▶ **What is required**
Return the data below exactly, but only from the line containing "result is observationally" through the line containing "if dim == 0", with both of those lines included.

▶ **The input**
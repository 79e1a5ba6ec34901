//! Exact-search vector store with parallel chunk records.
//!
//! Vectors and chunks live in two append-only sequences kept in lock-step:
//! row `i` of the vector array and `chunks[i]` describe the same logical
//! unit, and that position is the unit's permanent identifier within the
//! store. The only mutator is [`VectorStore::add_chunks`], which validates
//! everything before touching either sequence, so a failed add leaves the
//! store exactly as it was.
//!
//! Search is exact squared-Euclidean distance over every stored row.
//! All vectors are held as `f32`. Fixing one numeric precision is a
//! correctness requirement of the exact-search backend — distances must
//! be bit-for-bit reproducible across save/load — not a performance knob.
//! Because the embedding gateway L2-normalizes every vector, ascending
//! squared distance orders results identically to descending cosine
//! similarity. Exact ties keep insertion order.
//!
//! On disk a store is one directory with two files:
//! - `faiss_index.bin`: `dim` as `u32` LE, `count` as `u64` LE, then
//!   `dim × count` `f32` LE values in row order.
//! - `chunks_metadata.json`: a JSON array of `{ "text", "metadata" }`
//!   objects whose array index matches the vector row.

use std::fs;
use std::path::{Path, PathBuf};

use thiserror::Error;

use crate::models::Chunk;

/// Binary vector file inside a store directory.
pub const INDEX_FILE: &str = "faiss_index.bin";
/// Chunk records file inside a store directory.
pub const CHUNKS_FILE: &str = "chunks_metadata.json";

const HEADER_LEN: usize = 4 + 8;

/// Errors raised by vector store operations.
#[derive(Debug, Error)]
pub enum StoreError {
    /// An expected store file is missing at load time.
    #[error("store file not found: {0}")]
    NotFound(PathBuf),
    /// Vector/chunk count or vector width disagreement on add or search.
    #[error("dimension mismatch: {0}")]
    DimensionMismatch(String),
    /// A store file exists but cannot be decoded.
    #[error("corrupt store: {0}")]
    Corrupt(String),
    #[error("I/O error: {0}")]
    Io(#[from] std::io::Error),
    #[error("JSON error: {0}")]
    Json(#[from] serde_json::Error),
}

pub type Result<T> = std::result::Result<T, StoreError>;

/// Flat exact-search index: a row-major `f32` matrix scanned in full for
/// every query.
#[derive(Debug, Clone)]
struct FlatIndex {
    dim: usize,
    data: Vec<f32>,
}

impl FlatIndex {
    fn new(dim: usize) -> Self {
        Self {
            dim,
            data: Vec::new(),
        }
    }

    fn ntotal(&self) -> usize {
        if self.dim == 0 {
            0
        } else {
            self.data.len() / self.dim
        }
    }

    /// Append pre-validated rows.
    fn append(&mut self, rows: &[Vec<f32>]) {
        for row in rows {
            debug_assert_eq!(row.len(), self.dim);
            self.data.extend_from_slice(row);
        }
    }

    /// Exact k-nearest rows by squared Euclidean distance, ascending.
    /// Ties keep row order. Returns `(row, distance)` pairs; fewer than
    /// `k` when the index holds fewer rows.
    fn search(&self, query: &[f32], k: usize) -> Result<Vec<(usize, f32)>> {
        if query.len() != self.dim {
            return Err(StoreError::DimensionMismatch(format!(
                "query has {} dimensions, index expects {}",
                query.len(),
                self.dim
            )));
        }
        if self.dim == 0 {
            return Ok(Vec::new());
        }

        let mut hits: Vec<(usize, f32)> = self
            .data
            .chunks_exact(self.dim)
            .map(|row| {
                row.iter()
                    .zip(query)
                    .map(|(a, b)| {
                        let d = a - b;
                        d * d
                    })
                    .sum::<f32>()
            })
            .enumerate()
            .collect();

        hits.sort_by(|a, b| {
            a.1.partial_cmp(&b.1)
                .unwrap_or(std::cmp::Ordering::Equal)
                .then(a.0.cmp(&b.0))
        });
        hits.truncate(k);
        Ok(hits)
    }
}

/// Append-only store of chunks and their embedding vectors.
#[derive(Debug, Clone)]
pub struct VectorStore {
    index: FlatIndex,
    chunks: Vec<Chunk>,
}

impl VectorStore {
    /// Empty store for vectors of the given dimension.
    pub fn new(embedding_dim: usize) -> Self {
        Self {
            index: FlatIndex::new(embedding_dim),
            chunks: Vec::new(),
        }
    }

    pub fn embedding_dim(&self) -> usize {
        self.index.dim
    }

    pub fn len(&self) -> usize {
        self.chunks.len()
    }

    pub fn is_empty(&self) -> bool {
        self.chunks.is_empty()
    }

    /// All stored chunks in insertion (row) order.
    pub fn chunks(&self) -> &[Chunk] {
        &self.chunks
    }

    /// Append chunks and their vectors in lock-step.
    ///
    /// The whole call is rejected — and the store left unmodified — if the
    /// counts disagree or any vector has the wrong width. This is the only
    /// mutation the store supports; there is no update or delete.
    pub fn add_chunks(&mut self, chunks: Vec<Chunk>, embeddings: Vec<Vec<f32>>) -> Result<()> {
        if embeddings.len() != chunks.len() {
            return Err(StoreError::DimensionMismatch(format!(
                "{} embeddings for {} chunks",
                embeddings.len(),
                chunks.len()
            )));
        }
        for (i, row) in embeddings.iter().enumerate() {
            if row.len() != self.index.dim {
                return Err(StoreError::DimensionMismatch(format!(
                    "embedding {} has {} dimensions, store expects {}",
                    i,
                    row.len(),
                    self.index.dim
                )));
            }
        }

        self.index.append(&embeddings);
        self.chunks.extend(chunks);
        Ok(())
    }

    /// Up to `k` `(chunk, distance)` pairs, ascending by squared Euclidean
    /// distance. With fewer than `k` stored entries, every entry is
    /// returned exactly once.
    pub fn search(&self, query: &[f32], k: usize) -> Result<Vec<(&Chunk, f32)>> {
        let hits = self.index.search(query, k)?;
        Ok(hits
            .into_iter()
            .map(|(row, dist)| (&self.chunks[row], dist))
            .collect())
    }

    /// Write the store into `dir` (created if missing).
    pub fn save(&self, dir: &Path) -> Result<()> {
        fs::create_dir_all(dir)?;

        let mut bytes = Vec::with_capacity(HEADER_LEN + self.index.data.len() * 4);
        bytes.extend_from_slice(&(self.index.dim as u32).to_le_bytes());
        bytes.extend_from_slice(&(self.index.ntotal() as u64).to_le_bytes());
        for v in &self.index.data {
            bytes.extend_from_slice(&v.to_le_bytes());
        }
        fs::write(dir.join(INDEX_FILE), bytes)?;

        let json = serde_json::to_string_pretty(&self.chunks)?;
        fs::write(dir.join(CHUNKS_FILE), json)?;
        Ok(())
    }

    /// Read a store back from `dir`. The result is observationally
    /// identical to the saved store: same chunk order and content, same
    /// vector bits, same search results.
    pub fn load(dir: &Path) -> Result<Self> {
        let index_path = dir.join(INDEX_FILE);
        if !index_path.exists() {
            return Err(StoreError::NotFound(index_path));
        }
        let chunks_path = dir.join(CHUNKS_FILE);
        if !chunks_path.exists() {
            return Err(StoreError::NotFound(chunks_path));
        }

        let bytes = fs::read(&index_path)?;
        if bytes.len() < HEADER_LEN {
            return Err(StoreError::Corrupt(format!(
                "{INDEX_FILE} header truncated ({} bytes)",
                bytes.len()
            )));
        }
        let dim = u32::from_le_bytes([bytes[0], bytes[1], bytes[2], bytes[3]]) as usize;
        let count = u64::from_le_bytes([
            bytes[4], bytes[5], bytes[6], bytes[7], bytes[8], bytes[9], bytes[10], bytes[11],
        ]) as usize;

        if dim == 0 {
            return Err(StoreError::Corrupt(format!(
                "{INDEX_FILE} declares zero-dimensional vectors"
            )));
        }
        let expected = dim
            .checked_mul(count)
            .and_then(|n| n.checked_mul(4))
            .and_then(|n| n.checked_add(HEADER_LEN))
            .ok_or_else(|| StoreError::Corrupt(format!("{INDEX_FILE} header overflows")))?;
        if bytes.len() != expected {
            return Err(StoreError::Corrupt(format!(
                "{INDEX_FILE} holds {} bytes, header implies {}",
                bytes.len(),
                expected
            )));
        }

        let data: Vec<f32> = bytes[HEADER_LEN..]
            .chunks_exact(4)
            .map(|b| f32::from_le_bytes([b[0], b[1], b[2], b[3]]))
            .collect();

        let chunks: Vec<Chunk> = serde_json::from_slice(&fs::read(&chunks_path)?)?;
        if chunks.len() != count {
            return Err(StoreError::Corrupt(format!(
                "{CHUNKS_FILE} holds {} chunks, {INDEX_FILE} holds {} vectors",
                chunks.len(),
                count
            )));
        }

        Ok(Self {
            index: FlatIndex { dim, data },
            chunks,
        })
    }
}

* * *

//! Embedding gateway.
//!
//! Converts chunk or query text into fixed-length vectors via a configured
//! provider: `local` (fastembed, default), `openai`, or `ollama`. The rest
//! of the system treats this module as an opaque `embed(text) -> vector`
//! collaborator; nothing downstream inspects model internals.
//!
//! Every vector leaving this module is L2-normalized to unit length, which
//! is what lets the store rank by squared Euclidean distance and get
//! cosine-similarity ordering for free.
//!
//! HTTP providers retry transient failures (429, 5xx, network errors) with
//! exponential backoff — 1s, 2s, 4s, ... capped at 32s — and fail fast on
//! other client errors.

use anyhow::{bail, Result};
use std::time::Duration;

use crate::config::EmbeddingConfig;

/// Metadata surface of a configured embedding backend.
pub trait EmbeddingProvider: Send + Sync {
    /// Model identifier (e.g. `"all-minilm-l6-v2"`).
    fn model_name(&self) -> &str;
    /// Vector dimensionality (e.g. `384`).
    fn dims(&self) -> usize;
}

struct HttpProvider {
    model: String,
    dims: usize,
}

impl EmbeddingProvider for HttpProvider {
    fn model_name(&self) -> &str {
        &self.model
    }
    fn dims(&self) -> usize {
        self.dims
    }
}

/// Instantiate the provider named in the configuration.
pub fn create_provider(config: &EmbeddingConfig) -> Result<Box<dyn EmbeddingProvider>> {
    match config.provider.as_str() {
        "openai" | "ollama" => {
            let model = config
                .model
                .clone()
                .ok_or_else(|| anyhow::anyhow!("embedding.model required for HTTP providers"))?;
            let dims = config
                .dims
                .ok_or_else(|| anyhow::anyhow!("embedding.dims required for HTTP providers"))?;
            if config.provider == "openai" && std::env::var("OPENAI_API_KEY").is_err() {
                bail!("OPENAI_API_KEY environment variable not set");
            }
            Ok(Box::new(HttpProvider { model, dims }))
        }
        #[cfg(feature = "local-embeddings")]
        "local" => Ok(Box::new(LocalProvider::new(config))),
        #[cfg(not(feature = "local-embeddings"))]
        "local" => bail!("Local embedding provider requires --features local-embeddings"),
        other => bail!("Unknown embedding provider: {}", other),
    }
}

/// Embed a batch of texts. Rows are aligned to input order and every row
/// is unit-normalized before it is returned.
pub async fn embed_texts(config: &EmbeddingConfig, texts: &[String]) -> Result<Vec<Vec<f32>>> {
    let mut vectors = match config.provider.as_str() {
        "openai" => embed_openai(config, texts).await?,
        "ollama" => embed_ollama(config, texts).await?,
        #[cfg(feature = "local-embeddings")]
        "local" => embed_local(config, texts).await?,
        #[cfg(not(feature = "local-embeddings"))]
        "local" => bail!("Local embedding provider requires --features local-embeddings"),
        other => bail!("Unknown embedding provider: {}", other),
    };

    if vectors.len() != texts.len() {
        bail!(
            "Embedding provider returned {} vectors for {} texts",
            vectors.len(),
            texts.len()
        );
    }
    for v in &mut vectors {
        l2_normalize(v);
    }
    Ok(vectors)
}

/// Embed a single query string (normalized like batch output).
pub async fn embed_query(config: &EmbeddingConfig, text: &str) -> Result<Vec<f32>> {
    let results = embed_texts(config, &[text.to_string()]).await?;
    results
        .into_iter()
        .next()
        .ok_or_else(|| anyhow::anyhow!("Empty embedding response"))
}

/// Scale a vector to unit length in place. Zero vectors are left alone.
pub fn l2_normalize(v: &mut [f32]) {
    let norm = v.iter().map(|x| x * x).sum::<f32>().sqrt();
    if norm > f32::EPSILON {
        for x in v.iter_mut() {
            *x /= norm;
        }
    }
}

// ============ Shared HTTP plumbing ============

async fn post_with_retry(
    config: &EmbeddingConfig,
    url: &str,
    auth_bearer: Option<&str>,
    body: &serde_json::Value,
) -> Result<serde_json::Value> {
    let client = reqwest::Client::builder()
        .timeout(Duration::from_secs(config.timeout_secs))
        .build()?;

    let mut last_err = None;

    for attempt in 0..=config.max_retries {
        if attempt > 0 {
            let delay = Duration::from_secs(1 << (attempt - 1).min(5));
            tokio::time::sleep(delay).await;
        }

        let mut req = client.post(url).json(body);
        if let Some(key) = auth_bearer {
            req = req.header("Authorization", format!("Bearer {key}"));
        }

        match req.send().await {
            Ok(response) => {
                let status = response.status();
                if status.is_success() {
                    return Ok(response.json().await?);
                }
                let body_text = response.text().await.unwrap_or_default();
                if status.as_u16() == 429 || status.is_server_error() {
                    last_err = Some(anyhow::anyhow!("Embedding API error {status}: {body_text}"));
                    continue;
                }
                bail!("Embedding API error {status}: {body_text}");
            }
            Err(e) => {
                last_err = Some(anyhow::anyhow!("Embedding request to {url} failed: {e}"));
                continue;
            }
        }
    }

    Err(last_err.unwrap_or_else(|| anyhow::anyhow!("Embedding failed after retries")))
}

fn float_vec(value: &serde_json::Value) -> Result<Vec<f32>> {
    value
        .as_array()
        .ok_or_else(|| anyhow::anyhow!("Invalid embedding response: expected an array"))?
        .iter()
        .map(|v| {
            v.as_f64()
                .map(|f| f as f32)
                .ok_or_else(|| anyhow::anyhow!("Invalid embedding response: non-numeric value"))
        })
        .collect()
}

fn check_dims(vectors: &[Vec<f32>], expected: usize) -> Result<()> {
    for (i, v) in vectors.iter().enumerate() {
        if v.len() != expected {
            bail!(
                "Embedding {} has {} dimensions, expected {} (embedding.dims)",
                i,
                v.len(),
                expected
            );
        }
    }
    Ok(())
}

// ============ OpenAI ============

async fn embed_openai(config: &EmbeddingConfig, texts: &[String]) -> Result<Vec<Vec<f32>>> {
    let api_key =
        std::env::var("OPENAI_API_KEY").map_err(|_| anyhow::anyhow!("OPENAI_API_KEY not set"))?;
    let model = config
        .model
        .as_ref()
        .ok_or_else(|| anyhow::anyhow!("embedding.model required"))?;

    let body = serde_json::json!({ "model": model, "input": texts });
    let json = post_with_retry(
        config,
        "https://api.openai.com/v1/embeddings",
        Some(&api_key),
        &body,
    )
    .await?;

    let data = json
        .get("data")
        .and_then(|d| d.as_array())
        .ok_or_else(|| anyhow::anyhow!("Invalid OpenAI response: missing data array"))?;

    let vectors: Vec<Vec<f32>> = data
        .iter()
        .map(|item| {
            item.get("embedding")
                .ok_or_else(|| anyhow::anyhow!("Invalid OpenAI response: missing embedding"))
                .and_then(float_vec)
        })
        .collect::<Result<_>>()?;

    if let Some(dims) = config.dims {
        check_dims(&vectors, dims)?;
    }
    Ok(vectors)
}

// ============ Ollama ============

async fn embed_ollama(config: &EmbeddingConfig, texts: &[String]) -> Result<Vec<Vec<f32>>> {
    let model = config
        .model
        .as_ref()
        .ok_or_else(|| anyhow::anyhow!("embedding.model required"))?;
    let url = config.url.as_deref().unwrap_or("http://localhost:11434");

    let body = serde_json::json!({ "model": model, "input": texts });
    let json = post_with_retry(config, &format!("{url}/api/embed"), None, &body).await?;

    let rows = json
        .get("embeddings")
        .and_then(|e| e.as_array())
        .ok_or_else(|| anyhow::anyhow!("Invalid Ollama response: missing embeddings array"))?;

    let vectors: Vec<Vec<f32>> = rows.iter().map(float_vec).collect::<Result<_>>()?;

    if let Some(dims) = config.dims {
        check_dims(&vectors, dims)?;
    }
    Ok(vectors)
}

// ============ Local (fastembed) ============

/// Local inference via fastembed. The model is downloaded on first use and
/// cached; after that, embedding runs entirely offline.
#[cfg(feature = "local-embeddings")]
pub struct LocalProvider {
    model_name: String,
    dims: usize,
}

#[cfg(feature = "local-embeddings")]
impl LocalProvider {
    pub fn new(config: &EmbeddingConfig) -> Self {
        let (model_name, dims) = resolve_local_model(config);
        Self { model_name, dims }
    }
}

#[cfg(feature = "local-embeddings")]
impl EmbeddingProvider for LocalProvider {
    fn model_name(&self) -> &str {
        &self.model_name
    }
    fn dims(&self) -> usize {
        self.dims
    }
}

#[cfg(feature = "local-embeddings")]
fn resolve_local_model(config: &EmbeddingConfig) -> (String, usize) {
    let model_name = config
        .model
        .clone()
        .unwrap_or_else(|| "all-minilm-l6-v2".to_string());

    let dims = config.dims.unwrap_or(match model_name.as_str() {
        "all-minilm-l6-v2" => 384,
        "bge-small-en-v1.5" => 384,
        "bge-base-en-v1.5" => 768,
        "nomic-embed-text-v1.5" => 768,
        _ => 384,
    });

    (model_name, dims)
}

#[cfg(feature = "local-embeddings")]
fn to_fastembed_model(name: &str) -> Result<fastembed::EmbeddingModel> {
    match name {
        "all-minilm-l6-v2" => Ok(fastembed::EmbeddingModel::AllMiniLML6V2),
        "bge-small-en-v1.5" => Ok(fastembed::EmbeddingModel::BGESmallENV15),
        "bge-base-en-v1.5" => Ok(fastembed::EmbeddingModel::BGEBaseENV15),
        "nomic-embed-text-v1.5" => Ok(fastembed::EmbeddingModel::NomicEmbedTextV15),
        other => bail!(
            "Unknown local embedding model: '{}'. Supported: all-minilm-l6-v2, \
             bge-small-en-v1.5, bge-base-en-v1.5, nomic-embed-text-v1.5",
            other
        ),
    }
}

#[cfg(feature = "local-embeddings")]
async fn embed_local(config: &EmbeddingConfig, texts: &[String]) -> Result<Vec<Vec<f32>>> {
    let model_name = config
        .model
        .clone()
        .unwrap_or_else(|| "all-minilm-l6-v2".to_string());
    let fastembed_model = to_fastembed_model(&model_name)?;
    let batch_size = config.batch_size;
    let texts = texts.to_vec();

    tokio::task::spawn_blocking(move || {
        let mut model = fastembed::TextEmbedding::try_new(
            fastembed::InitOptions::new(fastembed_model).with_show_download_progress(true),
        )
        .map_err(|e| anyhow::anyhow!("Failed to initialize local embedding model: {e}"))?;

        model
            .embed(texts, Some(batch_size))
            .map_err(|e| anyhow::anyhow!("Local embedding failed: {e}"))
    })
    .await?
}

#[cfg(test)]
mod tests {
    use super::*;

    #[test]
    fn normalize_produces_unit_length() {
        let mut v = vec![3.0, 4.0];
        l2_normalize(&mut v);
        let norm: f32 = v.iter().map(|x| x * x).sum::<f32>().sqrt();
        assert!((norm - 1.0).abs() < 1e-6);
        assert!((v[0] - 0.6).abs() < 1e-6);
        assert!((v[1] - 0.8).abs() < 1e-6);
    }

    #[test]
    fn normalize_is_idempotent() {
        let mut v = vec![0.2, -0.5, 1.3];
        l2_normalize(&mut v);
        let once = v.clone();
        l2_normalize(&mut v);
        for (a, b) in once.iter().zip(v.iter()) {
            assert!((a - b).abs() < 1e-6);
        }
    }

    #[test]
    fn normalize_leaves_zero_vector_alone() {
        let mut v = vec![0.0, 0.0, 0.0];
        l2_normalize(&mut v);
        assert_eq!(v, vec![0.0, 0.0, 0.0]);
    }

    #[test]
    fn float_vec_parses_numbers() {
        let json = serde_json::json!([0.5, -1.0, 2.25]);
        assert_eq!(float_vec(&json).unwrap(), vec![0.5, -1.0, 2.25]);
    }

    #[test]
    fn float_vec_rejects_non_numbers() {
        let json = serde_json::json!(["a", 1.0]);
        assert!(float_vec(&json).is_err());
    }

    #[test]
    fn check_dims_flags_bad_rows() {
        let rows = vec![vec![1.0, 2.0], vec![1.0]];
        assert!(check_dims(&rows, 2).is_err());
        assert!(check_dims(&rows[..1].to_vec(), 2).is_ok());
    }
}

▶ **Answer below**
    /// Read a store back from `dir`. The result is observationally
    /// identical to the saved store: same chunk order and content, same
    /// vector bits, same search results.
    pub fn load(dir: &Path) -> Result<Self> {
        let index_path = dir.join(INDEX_FILE);
        if !index_path.exists() {
            return Err(StoreError::NotFound(index_path));
        }
        let chunks_path = dir.join(CHUNKS_FILE);
        if !chunks_path.exists() {
            return Err(StoreError::NotFound(chunks_path));
        }

        let bytes = fs::read(&index_path)?;
        if bytes.len() < HEADER_LEN {
            return Err(StoreError::Corrupt(format!(
                "{INDEX_FILE} header truncated ({} bytes)",
                bytes.len()
            )));
        }
        let dim = u32::from_le_bytes([bytes[0], bytes[1], bytes[2], bytes[3]]) as usize;
        let count = u64::from_le_bytes([
            bytes[4], bytes[5], bytes[6], bytes[7], bytes[8], bytes[9], bytes[10], bytes[11],
        ]) as usize;

        if dim == 0 {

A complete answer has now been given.